Court of Criminal Appeals of Texas.
May 7, 2014
429 S.W.3d 632 (Tex. Crim. App. 2014)

Summary

explaining that in calculating the end date of deferred-adjudication community supervision, the term includes the day that supervision is ordered and excludes the anniversary date

Summary of this case from Colson v. State

Opinion

No. PD–0514–13.

2014-05-7

April Hope WHITSON, Appellant v. The STATE of Texas.

Holly Gail Crampton, Wichita Falls, for Appellant. Ryan F. Conway, Assistant District Attorney, Young and Stephens Counties, Graham, Lisa C. McMinn, State's Attorney, Austin, for the State.



Holly Gail Crampton, Wichita Falls, for Appellant. Ryan F. Conway, Assistant District Attorney, Young and Stephens Counties, Graham, Lisa C. McMinn, State's Attorney, Austin, for the State.

OPINION


JOHNSON, J., delivered the opinion of the Court in which MEYERS, PRICE, WOMACK, HERVEY, COCHRAN, and ALCALÁ, JJ., joined.

On April 5, 2002, appellant pleaded guilty to the offense of burglary of a habitation. The trial court deferred a finding of guilt and placed her on community supervision for a period of five years, which began that day. The trial court twice extended her term of community supervision and, upon the state's third motion to adjudicate her guilt, assessed punishment at eight years' confinement.

On direct appeal, appellant asserted that the trial court lacked jurisdiction to revoke her community supervision because the state filed its third motion to adjudicate after her community supervision had expired. The court of appeals overruled these issues and affirmed the trial court's judgment. Whitson v. State, No. 02–11–00156–CR, 2013 WL 978945, at *1 (Tex.App.-Fort Worth, delivered March 14, 2013).

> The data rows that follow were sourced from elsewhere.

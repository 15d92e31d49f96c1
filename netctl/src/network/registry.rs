//! Built-in network metadata and the per-controller registry cache.
//!
//! The static tables describe the networks the wallet knows about out of the
//! box. [`NetworkRegistry`] is the mutable part: configuring a custom or
//! private endpoint records it under [`CUSTOM_NETWORK_KEY`], and lookups for
//! that provider type resolve to the recorded chain id.

use std::collections::HashMap;

use serde::{Deserialize, Serialize};

use super::types::ProviderType;

/// Native currency symbol used when none is configured.
pub const DEFAULT_TICKER: &str = "ARS";

/// Network id the Artemis private network always resolves to.
pub const ARTEMIS_CODE: &str = "15";
/// Display name of the Artemis private network.
pub const ARTEMIS_DISPLAY_NAME: &str = "Artemis";
/// RPC endpoint of the Artemis private network.
pub const ARTEMIS_RPC_URL: &str = "http://10.0.2.93:8000";
/// Block explorer of the Artemis private network.
pub const ARTEMIS_EXPLORER_URL: &str = "http://10.0.2.93:3000/home";

/// Local development node endpoint.
pub const LOCALHOST_RPC_URL: &str = "http://localhost:8545/";

/// Registry key under which the most recently configured custom network lives.
pub const CUSTOM_NETWORK_KEY: &str = "rpc";

const MAINNET_CODE: &str = "1";
const ROPSTEN_CODE: &str = "3";
const RINKEBY_CODE: &str = "4";
const GOERLI_CODE: &str = "5";
const KOVAN_CODE: &str = "42";

/// Network code reported by `net_version` for each named network.
#[must_use]
pub const fn network_code(provider_type: ProviderType) -> Option<&'static str> {
    match provider_type {
        ProviderType::Mainnet => Some(MAINNET_CODE),
        ProviderType::Ropsten => Some(ROPSTEN_CODE),
        ProviderType::Rinkeby => Some(RINKEBY_CODE),
        ProviderType::Goerli => Some(GOERLI_CODE),
        ProviderType::Kovan => Some(KOVAN_CODE),
        ProviderType::Artemis => Some(ARTEMIS_CODE),
        ProviderType::Localhost | ProviderType::Rpc => None,
    }
}

/// Human readable name of a named network.
#[must_use]
pub const fn display_name(provider_type: ProviderType) -> Option<&'static str> {
    match provider_type {
        ProviderType::Mainnet => Some("Ethereum Mainnet"),
        ProviderType::Ropsten => Some("Ropsten"),
        ProviderType::Rinkeby => Some("Rinkeby"),
        ProviderType::Kovan => Some("Kovan"),
        ProviderType::Goerli => Some("Goerli"),
        ProviderType::Artemis => Some(ARTEMIS_DISPLAY_NAME),
        ProviderType::Localhost | ProviderType::Rpc => None,
    }
}

/// Resolves a display name from either a provider type name or a network code.
#[must_use]
pub fn network_display_name(key: &str) -> Option<&'static str> {
    ProviderType::ALL.into_iter().find_map(|t| {
        let matches = t.as_str() == key || network_code(t) == Some(key);
        if matches { display_name(t) } else { None }
    })
}

/// A built-in network offered to configuration surfaces.
#[derive(Debug, Clone, PartialEq, Eq, Serialize)]
#[serde(rename_all = "camelCase")]
pub struct NetworkDescriptor {
    /// Translation key of the label.
    pub label_key: &'static str,
    /// Provider type selecting this network.
    pub provider_type: ProviderType,
    /// Endpoint URL.
    pub rpc_url: &'static str,
    /// Chain id, when fixed.
    #[serde(skip_serializing_if = "Option::is_none")]
    pub chain_id: Option<&'static str>,
    /// Native currency symbol, when fixed.
    #[serde(skip_serializing_if = "Option::is_none")]
    pub ticker: Option<&'static str>,
    /// Block explorer.
    pub block_explorer_url: &'static str,
}

/// Networks listed in the settings screen by default.
#[must_use]
pub fn default_networks() -> Vec<NetworkDescriptor> {
    vec![
        NetworkDescriptor {
            label_key: "artemis",
            provider_type: ProviderType::Artemis,
            rpc_url: ARTEMIS_RPC_URL,
            chain_id: Some(ARTEMIS_CODE),
            ticker: Some(DEFAULT_TICKER),
            block_explorer_url: ARTEMIS_EXPLORER_URL,
        },
        NetworkDescriptor {
            label_key: "localhost",
            provider_type: ProviderType::Localhost,
            rpc_url: LOCALHOST_RPC_URL,
            chain_id: None,
            ticker: None,
            block_explorer_url: "https://etherscan.io",
        },
    ]
}

/// Cached description of a configured endpoint.
#[derive(Debug, Clone, PartialEq, Eq, Serialize, Deserialize)]
#[serde(rename_all = "camelCase")]
pub struct RegistryEntry {
    /// Chain id to report for the endpoint, if declared.
    pub chain_id: Option<String>,
    /// Endpoint URL.
    pub rpc_url: url::Url,
    /// Native currency symbol.
    pub ticker: String,
    /// Display name.
    pub nickname: Option<String>,
}

/// Registry cache owned by one controller.
#[derive(Debug, Clone, Default)]
pub struct NetworkRegistry {
    entries: HashMap<String, RegistryEntry>,
}

impl NetworkRegistry {
    /// Empty registry.
    #[must_use]
    pub fn new() -> Self {
        Self::default()
    }

    /// Records `entry` as the current custom network, replacing any previous one.
    pub fn set_custom(&mut self, entry: RegistryEntry) {
        self.entries.insert(CUSTOM_NETWORK_KEY.to_owned(), entry);
    }

    /// The current custom network entry.
    #[must_use]
    pub fn custom(&self) -> Option<&RegistryEntry> {
        self.entries.get(CUSTOM_NETWORK_KEY)
    }

    /// Entry recorded for `provider_type`.
    #[must_use]
    pub fn get(&self, provider_type: ProviderType) -> Option<&RegistryEntry> {
        self.entries.get(provider_type.as_str())
    }

    /// Chain id pinned for `provider_type`, overriding whatever the node reports.
    #[must_use]
    pub fn pinned_chain_id(&self, provider_type: ProviderType) -> Option<&str> {
        self.get(provider_type)?.chain_id.as_deref()
    }
}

We granted review of two of the three grounds that appellant raised in her petition for discretionary review: “Whether the trial court lacked jurisdiction to revoke appellant's community supervision because the motion to proceed to adjudicate was filed one day after the seven and one half year period of probation ended” and “When the trial court pronounces the period of community supervision as being so many years and/or so many months and then the date is not correctly calculated so that the amount of years and/or months and the ending calendar date are [not] the same, which prevails, the announcement of the year and/or months or the calendar date, the longer period regardless of the conflict, the court's intent, or some other method of resolving the conflict?”

We conclude that this Court's holding in Nesbit v. State sets out the required end-date calculation and controls in the event of a conflict with a specified end-date. We therefore sustain these grounds and reverse the court of appeals's judgment.

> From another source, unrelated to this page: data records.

//! Configuration loading and default template generation.
//!
//! - [`Config`]: server, provider and telemetry settings.
//! - [`load_config`]: reads and parses a TOML configuration file.
//! - [`generate_default_config`]: produces a commented TOML template.
//!
//! # Configuration File Format
//!
//! ```toml
//! host = "0.0.0.0"
//! port = 8080
//! infura_project_id = "$INFURA_PROJECT_ID"
//!
//! [provider]
//! type = "artemis"
//! ```

use std::net::{IpAddr, Ipv4Addr};
use std::path::{Path, PathBuf};
use std::time::Duration;

use serde::{Deserialize, Serialize};
use url::Url;

use crate::error::Error;
use crate::network::registry::ARTEMIS_RPC_URL;
use crate::network::{ProviderConfig, ProviderParams, ProviderType};

const DEFAULT_PORT: u16 = 8080;
const DEFAULT_STATE_FILE: &str = "netctl-state.json";
const DEFAULT_POLL_INTERVAL_SECS: u64 = 20;

/// Top-level configuration.
#[derive(Debug, Clone, Serialize, Deserialize)]
pub struct Config {
    /// Bind address. Falls back to `HOST`, then `0.0.0.0`.
    #[serde(default = "default_host")]
    pub host: IpAddr,
    /// Bind port. Falls back to `PORT`, then 8080.
    #[serde(default = "default_port")]
    pub port: u16,
    /// Infura project id, or a `$VAR` / `${VAR}` reference to one.
    #[serde(default)]
    pub infura_project_id: Option<String>,
    /// Where the active provider configuration is persisted.
    #[serde(default = "default_state_file")]
    pub state_file: PathBuf,
    /// Seconds between block polls.
    #[serde(default = "default_poll_interval_secs")]
    pub block_poll_interval_secs: u64,
    /// Endpoint of the Artemis private network.
    #[serde(default = "default_artemis_rpc_url")]
    pub artemis_rpc_url: Url,
    /// Provider configuration used when no state file exists.
    #[serde(default = "default_provider")]
    pub provider: ProviderConfig,
    /// Wallet identity served by the provider middleware.
    #[serde(default)]
    pub wallet: WalletConfig,
    /// Logging settings.
    #[serde(default)]
    pub telemetry: TelemetryConfig,
}

/// `[wallet]` section.
#[derive(Debug, Clone, Default, Serialize, Deserialize)]
pub struct WalletConfig {
    /// Overrides the reported `web3_clientVersion`.
    #[serde(default)]
    pub client_version: Option<String>,
    /// Accounts returned by `eth_accounts`.
    #[serde(default)]
    pub accounts: Vec<String>,
}

/// `[telemetry]` section.
#[derive(Debug, Clone, Serialize, Deserialize)]
pub struct TelemetryConfig {
    /// Fallback filter when `RUST_LOG` is unset.
    #[serde(default = "default_log_level")]
    pub log_level: String,
    /// Emit logs as JSON lines.
    #[serde(default)]
    pub json: bool,
}

impl Default for TelemetryConfig {
    fn default() -> Self {
        Self {
            log_level: default_log_level(),
            json: false,
        }
    }
}

impl Config {
    /// Block polling interval.
    #[must_use]
    pub const fn poll_interval(&self) -> Duration {
        Duration::from_secs(self.block_poll_interval_secs)
    }

    /// Parameters every provider is built with.
    #[must_use]
    pub fn provider_params(&self) -> ProviderParams {
        let defaults = ProviderParams::default();
        ProviderParams {
            client_version: self
                .wallet
                .client_version
                .clone()
                .unwrap_or(defaults.client_version),
            accounts: self.wallet.accounts.clone(),
        }
    }
}

fn default_host() -> IpAddr {
    std::env::var("HOST")
        .ok()
        .and_then(|h| h.parse().ok())
        .unwrap_or(IpAddr::V4(Ipv4Addr::UNSPECIFIED))
}

fn default_port() -> u16 {
    std::env::var("PORT")
        .ok()
        .and_then(|p| p.parse().ok())
        .unwrap_or(DEFAULT_PORT)
}

fn default_state_file() -> PathBuf {
    PathBuf::from(DEFAULT_STATE_FILE)
}

const fn default_poll_interval_secs() -> u64 {
    DEFAULT_POLL_INTERVAL_SECS
}

fn default_artemis_rpc_url() -> Url {
    Url::parse(ARTEMIS_RPC_URL).expect("valid built-in Artemis URL")
}

fn default_log_level() -> String {
    "info".to_owned()
}

fn default_provider() -> ProviderConfig {
    let in_test = std::env::var("IN_TEST").is_ok_and(|v| v == "true");
    ProviderConfig::new(default_provider_type(in_test))
}

/// Network used when nothing else is configured.
#[must_use]
pub const fn default_provider_type(in_test: bool) -> ProviderType {
    if in_test {
        ProviderType::Localhost
    } else {
        ProviderType::Artemis
    }
}

/// Resolve an environment-variable reference (`$VAR` or `${VAR}`), returning
/// the literal string unchanged if it does not match either pattern.
pub fn resolve_env(value: &str) -> Result<String, Error> {
    let name = if let Some(name) = value.strip_prefix("${").and_then(|v| v.strip_suffix('}')) {
        name
    } else if let Some(name) = value.strip_prefix('$')
        && !name.is_empty()
        && name.chars().all(|c| c.is_alphanumeric() || c == '_')
    {
        name
    } else {
        return Ok(value.to_owned());
    };
    std::env::var(name)
        .map_err(|_| Error::config(format!("env var '{name}' not found (referenced as '{value}')")))
}

/// Load configuration from a TOML file at the given path.
///
/// # Errors
///
/// Returns an error if the file cannot be resolved, read, or parsed.
pub fn load_config(path: &Path) -> Result<Config, Error> {
    let config_path = path.canonicalize().map_err(|e| {
        Error::config_with(format!("failed to resolve config path '{}'", path.display()), e)
    })?;
    let content = std::fs::read_to_string(&config_path).map_err(|e| {
        Error::config_with(format!("failed to read '{}'", config_path.display()), e)
    })?;
    parse_config(&content).map_err(|e| match e {
        Error::Config(msg) => {
            Error::config(format!("invalid config '{}': {msg}", config_path.display()))
        }
        other => other,
    })
}

/// Parses a configuration. An unset `infura_project_id` reference leaves the
/// id empty; only the hosted networks need it.
fn parse_config(content: &str) -> Result<Config, Error> {
    let mut config: Config =
        toml::from_str(content).map_err(|e| Error::config_with("failed to parse TOML", e))?;
    config.infura_project_id = match config.infura_project_id.as_deref().map(resolve_env) {
        Some(Ok(id)) => Some(id),
        Some(Err(err)) => {
            tracing::warn!(error = %err, "infura_project_id unresolved, hosted networks unavailable");
            None
        }
        None => None,
    };
    Ok(config)
}

/// Generate a default TOML configuration template.
#[must_use]
pub fn generate_default_config() -> String {
    format!(
        r#"# netctl configuration

# Server bind address and port.
# Can also be set via HOST / PORT environment variables.
host = "0.0.0.0"
port = {DEFAULT_PORT}

# Required for the hosted networks (mainnet, ropsten, rinkeby, kovan, goerli).
# Supports "$VAR" or "${{VAR}}" environment references.
infura_project_id = "$INFURA_PROJECT_ID"

# The active network is persisted here and restored on start-up.
state_file = "{DEFAULT_STATE_FILE}"

block_poll_interval_secs = {DEFAULT_POLL_INTERVAL_SECS}
artemis_rpc_url = "{ARTEMIS_RPC_URL}"

# Network used when no state file exists.
# type: mainnet | ropsten | rinkeby | kovan | goerli | localhost | rpc | artemis
[provider]
type = "artemis"
ticker = "ARS"

# A custom endpoint looks like:
#
# [provider]
# type = "rpc"
# rpcTarget = "https://rpc.example.org"
# chainId = "99"
# nickname = "Example"

[wallet]
accounts = []

[telemetry]
# Used when RUST_LOG is unset.
log_level = "info"
json = false
"#
    )
}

Nesbit v. State, 227 S.W.3d 64 (Tex.Crim.App.2007). In Nesbit, we held that, because an order for community supervision takes effect on the date of its entry, the duration of this period includes this date and excludes the anniversary date on the final year. Id. at 69. Due to this rule against double counting days, we accepted Nesbit's claim that, “in essence, ... his probation turned into a pumpkin at the stroke of midnight” the day before the anniversary of his start date.” Id. at 65.

I. Facts

On April 5, 2002, appellant plead guilty to the offense of burglary of a habitation. The trial court deferred adjudication and placed her on community supervision for a term of five years. Under Nesbit, appellant'ssupervision would end on April 4, 2007, barring extension or early termination. On January 21, 2005, the state filed a motion to adjudicate appellant's guilt. Fourteen months later, on March 28, 2006, the trial court extended appellant's supervision by one year, specifying a termination date of April 6, 2008. The state filed a second motion to adjudicate on March 31, 2008, and, on July 18, 2008, the court again extended appellant's community supervision. This second order stated an end-date of October 6, 2009, but listed conflicting durations for the extension.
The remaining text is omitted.